Complete Resolution of Hypercortisolism with Sorafenib in a Patient with Advanced Medullary Thyroid Carcinoma and Ectopic ACTH (Adrenocorticotropic Hormone) Syndrome

Introduction

Medullary thyroid carcinoma (MTC) is a malignant tumor that arises from the neuroendocrine calcitonin-producing parafollicular C cells of the thyroid gland, and it accounts for approximately 5% of all thyroid cancers (1). Germline activating mutations in the RET (rearranged during transfection) proto-oncogene occur in virtually all patients with hereditary MTC (2). In sporadic MTC, somatic mutations of the RET gene are observed in 40–60% of the tumors, while mutations of H-RAS and K-RAS have been observed in about 43–56% of RET-negative tumors (3,4). These, in addition to overexpression of EGFR, c-MET, and VEGFR, are important genetic abnormalities responsible for the development of MTC (1).

The discovery of these molecular abnormalities provided the basis for the development of targeted molecular therapies for advanced metastatic MTC. In the past two years, two kinase inhibitors (KI)—vandetanib and cabozantinib—have been approved by the Food and Drug Administration (FDA) for the treatment of progressive metastatic MTC (5,6). Other KIs, such as sorafenib, have been investigated in Phase II studies, and represent a therapeutic off-label option (7).

As other neuroendocrine cells, parafollicular C cells have the potential to produce peptides such as adrenocorticotropic hormone (ACTH) and/or corticotropin releasing factor (CRF) that can ultimately result in Cushing's syndrome (CS). Ectopic ACTH Syndrome (EAS) is an uncommon cause of CS. Small-cell lung carcinoma (SCLC) is the most frequent malignancy associated with EAS; other associated tumors include neuroendocrine tumors arising from the lung, bronchus, thymus, pancreas, and from the thyroid gland (8). Despite being uncommon, EAS in MTC is usually associated with extensive metastatic disease and is therefore associated with a poor prognosis.

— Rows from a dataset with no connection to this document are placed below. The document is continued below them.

//! Symmetric fare lookup folded from the directed fare table.

use std::collections::HashMap;
use std::collections::hash_map::Entry;

use tracing::{debug, warn};

use crate::dataset::FareTable;
use crate::domain::{Fare, FarePair, StationId};

/// Counters from folding a fare table.
#[derive(Debug, Clone, Copy, Default, PartialEq, Eq)]
pub struct FoldStats {
    /// Entries whose keys are not valid station ids, or name the same station twice.
    pub skipped: usize,
    /// Pairs listed in both directions with different known amounts.
    pub conflicts: usize,
}

struct Folded {
    fare: Option<Fare>,
    canonical: bool,
}

/// Fares keyed by unordered station pair.
///
/// One entry answers both query directions.
#[derive(Debug, Clone, Default)]
pub struct SymmetricFares {
    pairs: HashMap<FarePair, Option<Fare>>,
}

impl SymmetricFares {
    /// Fold a directed table into a symmetric one.
    ///
    /// When a pair appears in both directions, a known amount beats an
    /// unknown one. Two different known amounts keep the one listed under
    /// the canonical direction (smaller id first).
    pub fn fold(table: &FareTable) -> (Self, FoldStats) {
        let mut stats = FoldStats::default();
        let mut folded: HashMap<FarePair, Folded> = HashMap::new();

        for (src, dest, fare) in table.iter() {
            let (Ok(a), Ok(b)) = (StationId::parse(src), StationId::parse(dest)) else {
                debug!(src, dest, "skipping fare entry with non-station key");
                stats.skipped += 1;
                continue;
            };
            let Some(pair) = FarePair::new(a, b) else {
                stats.skipped += 1;
                continue;
            };
            let canonical = a == pair.lo();

            match folded.entry(pair) {
                Entry::Vacant(slot) => {
                    slot.insert(Folded { fare, canonical });
                }
                Entry::Occupied(mut slot) => {
                    let existing = slot.get_mut();
                    match (existing.fare, fare) {
                        (None, Some(_)) => *existing = Folded { fare, canonical },
                        (Some(kept), Some(other)) if kept != other => {
                            stats.conflicts += 1;
                            warn!(
                                lo = %pair.lo(),
                                hi = %pair.hi(),
                                %kept,
                                %other,
                                "fare differs by direction, keeping canonical direction"
                            );
                            if canonical && !existing.canonical {
                                *existing = Folded { fare, canonical };
                            }
                        }
                        _ => {}
                    }
                }
            }
        }

        let pairs = folded.into_iter().map(|(pair, f)| (pair, f.fare)).collect();
        (Self { pairs }, stats)
    }

    /// Look up a pair.
    ///
    /// `None` if never observed, `Some(None)` if observed with an unknown amount.
    pub fn get(&self, pair: FarePair) -> Option<Option<Fare>> {
        self.pairs.get(&pair).copied()
    }

    /// Number of distinct pairs.
    pub fn len(&self) -> usize {
        self.pairs.len()
    }

    pub fn is_empty(&self) -> bool {
        self.pairs.is_empty()
    }
}

#[cfg(test)]
mod tests {
    use super::*;

    fn pair(a: u32, b: u32) -> FarePair {
        FarePair::new(StationId::new(a).unwrap(), StationId::new(b).unwrap()).unwrap()
    }

    fn fold(entries: &[(&str, &str, Option<f64>)]) -> (SymmetricFares, FoldStats) {
        let mut table = FareTable::new();
        for (src, dest, fare) in entries {
            table.insert(*src, *dest, fare.and_then(Fare::new));
        }
        SymmetricFares::fold(&table)
    }

    #[test]
    fn one_direction_serves_both() {
        let (fares, stats) = fold(&[("2", "1", Some(5.5))]);
        assert_eq!(fares.get(pair(1, 2)), Some(Fare::new(5.5)));
        assert_eq!(fares.get(pair(2, 1)), Some(Fare::new(5.5)));
        assert_eq!(fares.len(), 1);
        assert_eq!(stats, FoldStats::default());
    }

    #[test]
    fn unknown_is_kept_distinct() {
        let (fares, _) = fold(&[("1", "2", None)]);
        assert_eq!(fares.get(pair(1, 2)), Some(None));
        assert_eq!(fares.get(pair(1, 3)), None);
    }

    #[test]
    fn known_beats_unknown_in_either_order() {
        let (fares, _) = fold(&[("1", "2", None), ("2", "1", Some(4.0))]);
        assert_eq!(fares.get(pair(1, 2)), Some(Fare::new(4.0)));

        let (fares, _) = fold(&[("1", "2", Some(4.0)), ("2", "1", None)]);
        assert_eq!(fares.get(pair(1, 2)), Some(Fare::new(4.0)));
    }

    #[test]
    fn conflicting_directions_keep_canonical() {
        let (fares, stats) = fold(&[("1", "2", Some(4.0)), ("2", "1", Some(4.5))]);
        assert_eq!(fares.get(pair(1, 2)), Some(Fare::new(4.0)));
        assert_eq!(stats.conflicts, 1);

        // Table iteration visits "10" before "9", so the reverse direction comes first here
        let (fares, stats) = fold(&[("9", "10", Some(7.0)), ("10", "9", Some(7.5))]);
        assert_eq!(fares.get(pair(9, 10)), Some(Fare::new(7.0)));
        assert_eq!(stats.conflicts, 1);
    }

    #[test]
    fn skips_non_station_keys() {
        let (fares, stats) = fold(&[
            ("CEN", "2", Some(4.0)),
            ("1", "0", Some(3.0)),
            ("1", "2", Some(5.0)),
        ]);
        assert_eq!(fares.len(), 1);
        assert_eq!(stats.skipped, 2);
    }

    #[test]
    fn skips_padded_self_pairs() {
        let (fares, stats) = fold(&[("1", "01", Some(1.0))]);
        assert!(fares.is_empty());
        assert_eq!(stats.skipped, 1);
    }
}
//! Raw CSV source client.
//!
//! Downloads the station and fare exports that feed the dataset builder.

mod client;
mod error;

pub use client::{SourceClient, SourceClientConfig};
pub use error::SourceError;
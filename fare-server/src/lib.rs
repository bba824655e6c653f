//! Transit fare finder.
//!
//! Builds a normalized station registry and fare table from a transit
//! authority's raw CSV exports, and answers "find station" and "fare
//! between two stations" queries against it.

pub mod builder;
pub mod dataset;
pub mod domain;
pub mod lookup;
pub mod source;
pub mod web;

Control of hypercortisolism by drugs that inhibit cortisol synthesis such as ketoconazole and metyrapone is usually initiated prior to antitumor treatment to improve the clinical status and enable treatments that aim at tumor mass reduction to achieve control of ACTH production.

Here, we report a case of progressive metastatic MTC with EAS in whom treatment with sorafenib, despite being initiated prior to introduction of cortisol synthesis inhibitors, resulted in an unexpectedly rapid control of hypercortisolism without significant reduction of the tumor mass.

Methods

The patient provided written consent, and the Institutional Research Ethics Committee approved publication of the case report.

Serum and urinary cortisol, ACTH, and calcitonin levels were measured by chemiluminescent assays (Immulite 2000 system, Siemens Healthcare, Surrey, United Kingdom). CEA levels were measured by an eletrochemiluminescent assay. The reference ranges for serum cortisol, urinary cortisol, ACTH, calcitonin, and CEA are 5–25 μg/dL, 50–310 μg/24 h, 12–55 pg/mL, <8.4 pg/mL, and <10 pg/mL respectively.

Genomic DNA was extracted from peripheral blood according to a standard salting-out protocol. Exons 5, 8, 10, 11, and 13–16 were amplified by polymerase chain reaction (PCR). Mutation analysis was conducted on a 3130xl automated sequencer (Applied Biosystems, Foster City, CA) according to the manufacturer's recommendations.

Case Report

In May 2012, a 45-year-old white male with metastatic MTC was referred to our institution after being treated unsuccessfully with two systemic chemotherapy regimens. At presentation, he complained of weight gain, muscle weakness, and diarrhea. On physical examination, the patient was plethoric and had a moon facies, fullness of supraclavicular fat pads, a buffalo hump, central obesity, and severe proximal muscle weakness leading to the suspicion of hypercortisolism. Imaging studies to evaluate tumor extent as well as laboratory tests to rule out CS were ordered.

Imaging studies revealed widespread metastatic disease with involvement of mediastinal and abdominal lymph nodes, lungs, and liver. Analysis of the RET proto-oncogene failed to reveal a germline mutation. Biochemical analysis revealed elevated calcitonin and CEA levels, as well as elevated ACTH and cortisol levels (Fig. 1 and Table 1). These results were consistent with ACTH-dependent hypercortisolism that, in the context of metastatic MTC, was suggestive of EAS.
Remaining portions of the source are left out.